### Source data
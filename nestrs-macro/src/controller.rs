use crate::injectable::{component_impl, ComponentFields};
use darling::{ast::NestedMeta, FromMeta};
use proc_macro::TokenStream;
use proc_macro2::TokenStream as TokenStream2;
use quote::{format_ident, quote};
use syn::{parse_macro_input, Attribute, FnArg, ImplItem, ItemImpl, ItemStruct, LitInt, LitStr};

const HTTP_METHODS: [&str; 5] = ["get", "post", "put", "delete", "patch"];
const PARAM_ATTRS: [&str; 3] = ["body", "param", "query"];

#[derive(FromMeta, Default)]
#[darling(default)]
struct ControllerArgs {
    prefix: Option<String>,
    path: Option<String>,
    tag: Option<String>,
}

pub fn controller_attribute(attr: TokenStream, item: TokenStream) -> TokenStream {
    let input = parse_macro_input!(item as ItemStruct);
    let args = match NestedMeta::parse_meta_list(attr.into()) {
        Ok(list) => list,
        Err(e) => return e.into_compile_error().into(),
    };
    let args = match ControllerArgs::from_list(&args) {
        Ok(args) => args,
        Err(e) => return e.write_errors().into(),
    };
    generate_controller_impl(&args, &input)
        .unwrap_or_else(syn::Error::into_compile_error)
        .into()
}

fn generate_controller_impl(args: &ControllerArgs, input: &ItemStruct) -> syn::Result<TokenStream2> {
    let struct_name = &input.ident;
    let raw_prefix = args
        .prefix
        .as_deref()
        .or(args.path.as_deref())
        .or(args.tag.as_deref())
        .unwrap_or("");
    let prefix = normalize_prefix(raw_prefix);
    let tag = match &args.tag {
        Some(tag) => quote! { ::core::option::Option::Some(#tag) },
        None => quote! { ::core::option::Option::None },
    };

    let fields = ComponentFields::from_fields(struct_name, &input.fields)?;
    let component = component_impl(struct_name, &input.generics, &fields, false);
    let (impl_generics, ty_generics, where_clause) = input.generics.split_for_impl();

    // `inject` is registered only for the derive, so it cannot stay on the item.
    let mut item = input.clone();
    for field in item.fields.iter_mut() {
        field.attrs.retain(|attr| !attr.path().is_ident("inject"));
    }

    Ok(quote! {
        #item

        #component

        impl #impl_generics #struct_name #ty_generics #where_clause {
            pub const PREFIX: &'static str = #prefix;
            pub const TAG: ::core::option::Option<&'static str> = #tag;
        }
    })
}

fn normalize_prefix(prefix: &str) -> String {
    let trimmed = prefix.trim().trim_end_matches('/');
    if trimmed.is_empty() {
        String::new()
    } else if trimmed.starts_with('/') {
        trimmed.to_string()
    } else {
        format!("/{trimmed}")
    }
}

#[derive(Clone, Copy)]
enum ParamKind {
    Body,
    Param,
    Query,
    Raw,
}

struct ParamInfo {
    ty: syn::Type,
    kind: ParamKind,
}

struct RouteInfo {
    method: syn::Ident,
    path: String,
    fn_name: syn::Ident,
    is_async: bool,
    status_code: Option<u16>,
    params: Vec<ParamInfo>,
}

pub fn routes_attribute(item: TokenStream) -> TokenStream {
    let input = parse_macro_input!(item as ItemImpl);
    generate_routes_impl(input)
        .unwrap_or_else(syn::Error::into_compile_error)
        .into()
}

fn generate_routes_impl(input: ItemImpl) -> syn::Result<TokenStream2> {
    let controller_name = match &*input.self_ty {
        syn::Type::Path(type_path) => type_path
            .path
            .segments
            .last()
            .map(|segment| segment.ident.to_string()),
        _ => None,
    }
    .ok_or_else(|| syn::Error::new_spanned(&input.self_ty, "#[routes] expects `impl Controller`"))?;

    let mut routes: Vec<RouteInfo> = Vec::new();
    let mut clean_items: Vec<ImplItem> = Vec::new();

    for item in input.items.iter() {
        let ImplItem::Fn(method) = item else {
            clean_items.push(item.clone());
            continue;
        };
        let Some(route_info) = extract_route_info(method)? else {
            clean_items.push(item.clone());
            continue;
        };
        routes.push(route_info);

        let mut clean_method = method.clone();
        clean_method
            .attrs
            .retain(|attr| !is_http_method_attr(attr) && !attr.path().is_ident("http_code"));
        for input in clean_method.sig.inputs.iter_mut() {
            if let FnArg::Typed(pat_type) = input {
                pat_type.attrs.retain(|attr| !is_param_attr(attr));
            }
        }
        clean_items.push(ImplItem::Fn(clean_method));
    }

    let route_definitions = routes.iter().map(|route| {
        let variant = match route.method.to_string().as_str() {
            "post" => quote! { Post },
            "put" => quote! { Put },
            "delete" => quote! { Delete },
            "patch" => quote! { Patch },
            _ => quote! { Get },
        };
        let path = &route.path;
        let endpoint = format!("{controller_name}.{}", route.fn_name);
        let status = route.status_code.map(|code| {
            let code = code.to_string();
            quote! { .with_kwarg("status_code", #code) }
        });
        quote! {
            routes.push(
                ::nestrs::RouteDefinition::new(
                    ::nestrs::HttpMethod::#variant,
                    ::nestrs::controller::join_path(Self::PREFIX, #path),
                    #endpoint,
                )
                #status
            );
        }
    });

    let route_registrations = routes.iter().map(|route| {
        let method_ident = &route.method;
        let path = &route.path;
        let fn_name = &route.fn_name;

        let extractor_patterns: Vec<_> = route
            .params
            .iter()
            .enumerate()
            .map(|(i, p)| {
                let temp_ident = format_ident!("__p_{}", i);
                let ty = &p.ty;
                match p.kind {
                    ParamKind::Body => quote! { ::nestrs::axum::Json(#temp_ident): ::nestrs::axum::Json<#ty> },
                    ParamKind::Param => quote! { ::nestrs::axum::extract::Path(#temp_ident): ::nestrs::axum::extract::Path<#ty> },
                    ParamKind::Query => quote! { ::nestrs::axum::extract::Query(#temp_ident): ::nestrs::axum::extract::Query<#ty> },
                    ParamKind::Raw => quote! { #temp_ident: #ty },
                }
            })
            .collect();
        let internal_args: Vec<_> = (0..route.params.len())
            .map(|i| format_ident!("__p_{}", i))
            .collect();

        let call = if route.is_async {
            quote! { controller.#fn_name(#(#internal_args),*).await }
        } else {
            quote! { controller.#fn_name(#(#internal_args),*) }
        };
        let respond = match route.status_code {
            Some(code) => quote! {
                let mut response = #call.into_response();
                if let Ok(status) = ::nestrs::axum::http::StatusCode::from_u16(#code) {
                    *response.status_mut() = status;
                }
                response
            },
            None => quote! { #call.into_response() },
        };

        quote! {
            router = router.route(
                &::nestrs::controller::join_path(Self::PREFIX, #path),
                ::nestrs::axum::routing::#method_ident({
                    let controller = controller.clone();
                    move |#(#extractor_patterns),*| {
                        let controller = controller.clone();
                        async move {
                            use ::nestrs::axum::response::IntoResponse;
                            #respond
                        }
                    }
                }),
            );
        }
    });

    let self_ty = &input.self_ty;
    let (impl_generics, _, where_clause) = input.generics.split_for_impl();
    let attrs = &input.attrs;

    Ok(quote! {
        #(#attrs)*
        impl #impl_generics #self_ty #where_clause {
            #(#clean_items)*
        }

        impl #impl_generics ::nestrs::Controller for #self_ty #where_clause {
            fn prefix() -> &'static str {
                Self::PREFIX
            }

            fn tag() -> ::core::option::Option<&'static str> {
                Self::TAG
            }

            fn routes() -> ::std::vec::Vec<::nestrs::RouteDefinition> {
                let mut routes = ::std::vec::Vec::new();
                #(#route_definitions)*
                routes
            }

            fn router(
                controller: ::std::sync::Arc<Self>,
            ) -> ::nestrs::axum::Router<::nestrs::server::AppState> {
                let mut router = ::nestrs::axum::Router::new();
                #(#route_registrations)*
                let _ = &controller;
                router
            }
        }
    })
}

fn extract_route_info(method: &syn::ImplItemFn) -> syn::Result<Option<RouteInfo>> {
    let mut http_method = None;
    let mut path = String::from("/");
    let mut status_code = None;

    for attr in &method.attrs {
        let Some(ident) = attr.path().get_ident() else {
            continue;
        };
        if HTTP_METHODS.contains(&ident.to_string().as_str()) {
            if http_method.is_some() {
                return Err(syn::Error::new_spanned(attr, "a handler maps exactly one HTTP method"));
            }
            http_method = Some(ident.clone());
            if let syn::Meta::List(_) = &attr.meta {
                let lit: LitStr = attr.parse_args()?;
                if lit.value().is_empty() {
                    return Err(syn::Error::new_spanned(lit, "route path must not be empty, use \"/\""));
                }
                path = lit.value();
            }
        } else if ident == "http_code" {
            let lit: LitInt = attr.parse_args()?;
            let code: u16 = lit.base10_parse()?;
            if !(100..=999).contains(&code) {
                return Err(syn::Error::new_spanned(lit, "HTTP status code must be in 100..=999"));
            }
            status_code = Some(code);
        }
    }
    let Some(http_method) = http_method else {
        return Ok(None);
    };
    if method.sig.receiver().is_none() {
        return Err(syn::Error::new_spanned(
            &method.sig,
            "route handlers must take `&self`",
        ));
    }

    let params = method
        .sig
        .inputs
        .iter()
        .filter_map(|input| match input {
            FnArg::Typed(pat_type) => Some(ParamInfo {
                ty: (*pat_type.ty).clone(),
                kind: get_param_kind(&pat_type.attrs),
            }),
            FnArg::Receiver(_) => None,
        })
        .collect();

    Ok(Some(RouteInfo {
        method: http_method,
        path,
        fn_name: method.sig.ident.clone(),
        is_async: method.sig.asyncness.is_some(),
        status_code,
        params,
    }))
}

fn get_param_kind(attrs: &[Attribute]) -> ParamKind {
    for attr in attrs {
        if attr.path().is_ident("body") {
            return ParamKind::Body;
        } else if attr.path().is_ident("param") {
            return ParamKind::Param;
        } else if attr.path().is_ident("query") {
            return ParamKind::Query;
        }
    }
    ParamKind::Raw
}

fn is_http_method_attr(attr: &Attribute) -> bool {
    attr.path()
        .get_ident()
        .is_some_and(|ident| HTTP_METHODS.contains(&ident.to_string().as_str()))
}

fn is_param_attr(attr: &Attribute) -> bool {
    attr.path()
        .get_ident()
        .is_some_and(|ident| PARAM_ATTRS.contains(&ident.to_string().as_str()))
}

### Activity
Could you repeat exactly the lines above from the line with "let tag = match" up to and including the line with "let (impl_generics, ty_generics, where_clause)", and only those?

### Solution for this exercise
    let tag = match &args.tag {
        Some(tag) => quote! { ::core::option::Option::Some(#tag) },
        None => quote! { ::core::option::Option::None },
    };

    let fields = ComponentFields::from_fields(struct_name, &input.fields)?;
    let component = component_impl(struct_name, &input.generics, &fields, false);
    let (impl_generics, ty_generics, where_clause) = input.generics.split_for_impl();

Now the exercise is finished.